Precise timekeeping is crucial for many of our daily activities. High-speed communication (on the internet or in a mobile phone network), satellite navigation, and many other tasks require time synchronisation over long distances to work properly. But how is time measured? And can quantum physics help reach better accuracies?
The basic idea behind measuring time is simple and similar to any other measurement — you simply compare the time duration with a reference. The reference has to be an event that regularly repeats itself so that a single repetition is the basic time unit and the number of repetitions gives the overall time. An example of such process can be the Sun rising and setting every day. Its regular movement in the sky defines one of the most fundamental units of time: a day. It is a very simple and natural way to measure time but it has one disadvantage — it is long. If we want to measure shorter times, we need a better reference — a process that repeats itself faster than once a day.

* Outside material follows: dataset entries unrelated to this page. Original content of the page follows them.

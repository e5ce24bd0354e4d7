//! Test Module
//!
//! Comprehensive test suite for the TextSight backend.
//!
//! ## Test Categories
//! - `analysis_tests`: metrics, keyword extraction, insight and summary rules
//! - `api_tests`: full-router behavior, CORS, enrichment wiring

pub mod analysis_tests;
//! REST API module using Axum
//!
//! Thin plumbing around the analyzer: one analyze route, a health probe,
//! permissive CORS (browser clients fetch cross-origin during development,
//! and application/json triggers a preflight), and request tracing.

pub mod handlers;

pub use handlers::AppState;

use axum::routing::{get, post};
use axum::Router;
use tower_http::cors::CorsLayer;
use tower_http::trace::TraceLayer;

/// Create the complete application router.
pub fn create_app(state: AppState) -> Router {
    Router::new()
        .route("/analyze", post(handlers::analyze))
        .route("/health", get(handlers::health))
        .with_state(state)
        .layer(TraceLayer::new_for_http())
        .layer(CorsLayer::permissive())
}
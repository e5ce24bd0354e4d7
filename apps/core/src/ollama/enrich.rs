//! Merge rules for model enrichment.
//!
//! Applies one model generation to an existing heuristic report. Heuristic
//! insights are never removed or reordered; enrichment only overrides the
//! summary or appends lines at the end.

use serde_json::Value;
use tracing::warn;

use crate::analysis::TextReport;
use crate::config::Config;

use super::build_prompt;
use super::client::OllamaClient;
use super::reply::ModelReply;

/// Longest raw-output excerpt surfaced as an insight line.
const RAW_EXCERPT_MAX_CHARS: usize = 400;

/// Best-effort enrichment of a heuristic report.
///
/// Skipped silently when the text is empty or no model resolves. A failed
/// generation appends exactly one line naming the failure kind and leaves the
/// rest of the report untouched.
pub async fn enrich_report(
    client: &OllamaClient,
    config: &Config,
    text: &str,
    report: &mut TextReport,
) {
    let text = text.trim();
    if text.is_empty() {
        return;
    }

    let Some(model) = client.resolve_model(config).await else {
        return;
    };

    match client
        .generate(&model, &build_prompt(text), config.generate_timeout)
        .await
    {
        Ok(raw) => apply_reply(report, &model, &raw),
        Err(e) => {
            warn!("Model enrichment failed: {}", e);
            report.push_insight(format!("Ollama call failed: {}", e.kind()));
        }
    }
}

/// Merge one raw model reply into the report.
///
/// A parsed object may override the summary (non-empty string only) and
/// append its `insights` strings in order. Anything else (no object, or an
/// object without an `insights` array) appends a truncated raw excerpt so
/// the caller still sees what the model said.
pub fn apply_reply(report: &mut TextReport, model: &str, raw: &str) {
    match ModelReply::parse(raw) {
        ModelReply::Parsed(object) => {
            let summary = object
                .get("summary")
                .and_then(Value::as_str)
                .map(str::trim)
                .filter(|s| !s.is_empty());
            if let Some(summary) = summary {
                report.summary = summary.to_string();
            }

            match object.get("insights") {
                Some(Value::Array(items)) => {
                    for item in items {
                        if let Some(line) = item.as_str() {
                            let line = line.trim();
                            if !line.is_empty() {
                                report.push_insight(line);
                            }
                        }
                    }
                }
                _ => report.push_insight(raw_excerpt_line(model, raw)),
            }
        }
        ModelReply::Unparsed(raw_text) => {
            report.push_insight(raw_excerpt_line(model, &raw_text));
        }
    }
}

fn raw_excerpt_line(model: &str, raw: &str) -> String {
    let excerpt: String = raw.chars().take(RAW_EXCERPT_MAX_CHARS).collect();
    format!("Ollama ({}) output: {}", model, excerpt)
}
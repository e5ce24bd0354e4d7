//! Keyword extraction by frequency ranking.
//!
//! Filters word tokens against a fixed English stopword set, drops short and
//! non-alphabetic tokens, and ranks the survivors by raw frequency. Ties keep
//! their first-encountered order.

use regex::Regex;
use serde::{Deserialize, Serialize};
use std::collections::{HashMap, HashSet};

use super::metrics::WORD_PATTERN;

/// Common English function words excluded from keyword ranking.
const STOPWORDS: &[&str] = &[
    "a", "an", "and", "are", "as", "at", "be", "but", "by", "for", "from", "has", "have", "he",
    "her", "his", "i", "if", "in", "into", "is", "it", "its", "me", "my", "not", "of", "on", "or",
    "our", "she", "so", "that", "the", "their", "them", "then", "there", "these", "they", "this",
    "to", "was", "we", "were", "what", "when", "where", "which", "who", "will", "with", "you",
    "your",
];

/// Keyword candidates shorter than this many characters are dropped.
const MIN_KEYWORD_LEN: usize = 4;

/// Number of top-ranked keywords reported.
const MAX_KEYWORDS: usize = 5;

/// A ranked keyword with its raw frequency in the text.
#[derive(Debug, Clone, PartialEq, Eq, Serialize, Deserialize)]
pub struct KeywordHit {
    /// The keyword, case-folded.
    pub keyword: String,
    /// Raw occurrence count in the text.
    pub frequency: usize,
}

/// Keyword extractor over a fixed stopword set.
pub struct KeywordExtractor {
    word_re: Regex,
    stopwords: HashSet<&'static str>,
}

impl Default for KeywordExtractor {
    fn default() -> Self {
        Self::new()
    }
}

impl KeywordExtractor {
    /// Create a new extractor with the stopword set built once.
    pub fn new() -> Self {
        Self {
            word_re: Regex::new(WORD_PATTERN).expect("Invalid regex: word pattern"),
            stopwords: STOPWORDS.iter().copied().collect(),
        }
    }

    fn is_stopword(&self, word: &str) -> bool {
        self.stopwords.contains(word)
    }

    /// Extract the top keywords from raw text.
    ///
    /// Candidates are lowercased word tokens that contain a letter, are not
    /// stopwords, and are at least [`MIN_KEYWORD_LEN`] characters long. The
    /// top [`MAX_KEYWORDS`] by frequency are returned; equal frequencies keep
    /// first-encountered order.
    pub fn extract(&self, text: &str) -> Vec<KeywordHit> {
        let mut first_seen: Vec<String> = Vec::new();
        let mut counts: HashMap<String, usize> = HashMap::new();

        for m in self.word_re.find_iter(text) {
            let token = m.as_str().to_lowercase();
            if token.len() < MIN_KEYWORD_LEN
                || !token.chars().any(|c| c.is_ascii_lowercase())
                || self.is_stopword(&token)
            {
                continue;
            }
            if !counts.contains_key(&token) {
                first_seen.push(token.clone());
            }
            *counts.entry(token).or_insert(0) += 1;
        }

        let mut ranked: Vec<KeywordHit> = first_seen
            .into_iter()
            .map(|keyword| {
                let frequency = counts[&keyword];
                KeywordHit { keyword, frequency }
            })
            .collect();

        // Stable sort: ties stay in first-encountered order.
        ranked.sort_by(|a, b| b.frequency.cmp(&a.frequency));
        ranked.truncate(MAX_KEYWORDS);
        ranked
    }

    /// Extract keywords and return just the strings.
    #[allow(dead_code)]
    pub fn extract_keywords(&self, text: &str) -> Vec<String> {
        self.extract(text).into_iter().map(|k| k.keyword).collect()
    }
}
//! Request handlers for the analyze API.

use axum::extract::State;
use axum::Json;
use std::sync::Arc;
use tracing::info;

use crate::analysis::TextAnalyzer;
use crate::config::Config;
use crate::models::{AnalyzeRequest, AnalyzeResponse};
use crate::ollama::{enrich_report, OllamaClient};

/// Shared per-process state. Everything inside is immutable after startup.
#[derive(Clone)]
pub struct AppState {
    pub analyzer: Arc<TextAnalyzer>,
    pub ollama: OllamaClient,
    pub config: Arc<Config>,
}

impl AppState {
    /// Build the state from a loaded configuration.
    pub fn new(config: Config) -> Self {
        let ollama = OllamaClient::new(config.ollama_url.clone());
        Self {
            analyzer: Arc::new(TextAnalyzer::new()),
            ollama,
            config: Arc::new(config),
        }
    }
}

/// `POST /analyze`: heuristic analysis plus best-effort model enrichment.
///
/// Never fails for a well-formed body: enrichment problems surface only as
/// insight lines.
pub async fn analyze(
    State(state): State<AppState>,
    Json(req): Json<AnalyzeRequest>,
) -> Json<AnalyzeResponse> {
    let mut report = state.analyzer.analyze(&req.text);
    info!("Heuristic analysis done, {}", report.describe());

    enrich_report(&state.ollama, &state.config, &req.text, &mut report).await;

    Json(report.into_response())
}

/// `GET /health`: liveness probe.
pub async fn health() -> Json<serde_json::Value> {
    Json(serde_json::json!({
        "status": "ok",
        "service": env!("CARGO_PKG_NAME"),
        "version": env!("CARGO_PKG_VERSION"),
    }))
}
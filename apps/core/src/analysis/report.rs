//! Analysis report: output structure for text analysis.
//!
//! Carries the wire-facing summary and insight lines along with the structured
//! metrics and keywords they were derived from, so logs and tests can see
//! structure instead of re-parsing strings.

use serde::{Deserialize, Serialize};

use super::keywords::KeywordHit;
use super::metrics::TextMetrics;
use crate::models::AnalyzeResponse;

/// Complete report for one analyzed text.
#[derive(Debug, Clone, Serialize, Deserialize)]
pub struct TextReport {
    /// Short summary; heuristic by default, may be overridden by enrichment.
    pub summary: String,

    /// Ordered human-readable insight lines.
    pub insights: Vec<String>,

    /// Raw counting signals the insights were derived from.
    pub metrics: TextMetrics,

    /// Ranked keywords that survived filtering.
    pub keywords: Vec<KeywordHit>,
}

impl TextReport {
    /// Append one insight line.
    pub fn push_insight(&mut self, line: impl Into<String>) {
        self.insights.push(line.into());
    }

    /// Convert into the wire response, dropping the internal structure.
    pub fn into_response(self) -> AnalyzeResponse {
        AnalyzeResponse {
            summary: self.summary,
            insights: self.insights,
        }
    }

    /// One-line description for logging.
    pub fn describe(&self) -> String {
        format!(
            "words: {}, sentences: {}, keywords: {}, insights: {}, summary: {:?}",
            self.metrics.word_count,
            self.metrics.sentence_count,
            self.keywords.len(),
            self.insights.len(),
            self.summary
        )
    }
}
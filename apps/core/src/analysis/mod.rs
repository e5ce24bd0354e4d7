//! # Analysis Module
//!
//! Fast, non-LLM heuristics for TextSight. Everything here is pure and
//! deterministic: the same input text always produces the same report.
//!
//! ## Components
//! - `metrics`: word/sentence counts, length and diversity figures, signal counts
//! - `keywords`: stopword-filtered keyword extraction by frequency ranking
//! - `report`: output data structure
//! - `analyzer`: main orchestrator

pub mod analyzer;
pub mod keywords;
pub mod metrics;
pub mod report;

pub use analyzer::TextAnalyzer;
pub use keywords::{KeywordExtractor, KeywordHit};
pub use metrics::{MetricsScanner, TextMetrics};
pub use report::TextReport;
use thiserror::Error;

/// Application-wide error type, consolidating all possible errors into a single enum.
#[derive(Debug, Error)]
pub enum AppError {
    /// Represents a failed outbound HTTP request to the model server.
    #[error("Model server request failed: {0}")]
    Http(String),

    /// Represents a model server response with a non-success status code.
    #[error("Model server returned {status}: {body}")]
    Status { status: u16, body: String },

    /// Represents data validation errors (e.g., a reply body that fails to decode).
    #[error("Validation error: {0}")]
    Validation(String),

    /// Represents configuration-related errors (e.g., unparseable environment variables).
    #[error("Configuration error: {0}")]
    Config(String),

    /// Represents errors from operations that did not complete in time.
    #[error("Operation timed out: {0}")]
    Timeout(String),
}

impl AppError {
    /// Short failure-kind label surfaced to clients as an insight line.
    pub fn kind(&self) -> String {
        match self {
            AppError::Http(_) => "connection".to_string(),
            AppError::Status { status, .. } => format!("status {}", status),
            AppError::Validation(_) => "decode".to_string(),
            AppError::Config(_) => "config".to_string(),
            AppError::Timeout(_) => "timeout".to_string(),
        }
    }
}

impl From<tokio::time::error::Elapsed> for AppError {
    fn from(err: tokio::time::error::Elapsed) -> Self {
        AppError::Timeout(format!("Operation timed out: {}", err))
    }
}

impl From<serde_json::Error> for AppError {
    fn from(err: serde_json::Error) -> Self {
        AppError::Validation(format!("JSON error: {}", err))
    }
}

impl From<reqwest::Error> for AppError {
    fn from(err: reqwest::Error) -> Self {
        if err.is_timeout() {
            AppError::Timeout(format!("HTTP request timed out: {}", err))
        } else {
            AppError::Http(err.to_string())
        }
    }
}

For this, we can use a pendulum and let it swing. Its movement will be periodic and counting the number of swings, we can measure time. Since the period of the oscillations depends on the length of the pendulum, we can even tune it and choose how fast our reference should be. If the length of the pendulum is about 25 centimetres, its period will be 1 second. (Clocks normally use pendulums that are about 99.4 centimetres long resulting in a period of two seconds, or a half-period of one second.) Using a system of gears, the periods can be counted and transformed into movements of hands that then show time on a clock.
There is one problem with using pendulum, though. The exact period of the swinging depends on the local gravitational field which varies on different places on Earth, depending on their latitude and altitude. A pendulum that oscillates with 1 second frequency on the Equator will have a period of 997 milliseconds on the North Pole. That might not seem like such a big difference but in a single day, the North Pole clock will be faster by more than four minutes! Clearly, if we want a more precise time measurement, we need something that oscillates even faster.

The most commonly used oscillator in today’s clocks and watches is a quartz crystal. It can be made very small and due to its mechanical properties, it can vibrate at much larger frequencies. Typically, the crystal vibrates more than 32 thousand times in a single second and is therefore much more precise than pendulum clocks. The accuracy is improved from about 15 seconds per day to half a second per day — an improvement by a factor of 30. (The improvement is not larger because quartz clocks — especially wristwatches — suffer from many technical imperfections that are not so strong in pendulum clocks.)
We can use even faster processes to further improve the accuracy of timekeeping. But it is difficult to make mechanical oscillators — pendulums, vibrating crystals, or anything else — that can oscillate at such high frequencies. We therefore need some natural oscillator with a very high frequency. For that, we can use atoms because their internal energy can only have certain discrete values and an energy difference between two levels corresponds to a certain frequency of electromagnetic field that can be emitted or absorbed by this energy transition.

Atomic clocks have two advantages: they are natural oscillators (not human-made) so that atoms of a given species will always oscillate at the same frequency, and they oscillate very fast — billion times a second. There is a price to pay for this precision because, naturally, it is extremely difficult to count individual periods of a system oscillating so fast. It can still be done, though, and such clocks are now the most precise time standards we have — their error is about one second in 100 million years.
Some atomic transitions have even higher frequencies than a few gigahertz which are used in atomic clocks now. Transitions in the optical domain (in contrast to microwave transitions for gigahertz frequencies) oscillate million billion times in a single second. Those oscillations are, of course, even more challenging to count than the oscillations in current atomic clocks. Clocks based on the optical transitions — called optical clocks — are nevertheless being developed and promise incredible accuracy. With optical clocks, it is possible to measure the age of the universe (about 14 billion years) with error smaller than one second!
What are such highly precise measurements good for? Without well synchronised time across the Earth, internet communication (and any other form of high-speed communication, including mobile phone networks or TV and radio signals) would be much slower. Navigation systems (such as GPS) would not work with a few-metre precision. GPS receivers measure time delay in signals from satellites and determine the position from the delay and positions of the satellites. More precise time means better accuracy of the navigation system.
There are also many scientific applications. With precise time measurements, we can, for instance, test one of the predictions of Einstein’s general relativity which states that the flow of time is affected by a gravitational field. In a strong gravitational field, time passes slower than when the gravity is weaker. The effect is very weak in the conditions on Earth but it still has to be taken into account for satellite systems. Current atomic clocks are, in fact, so precise that this difference in passage of time can be measured in two places that are about ten centimetres above one another.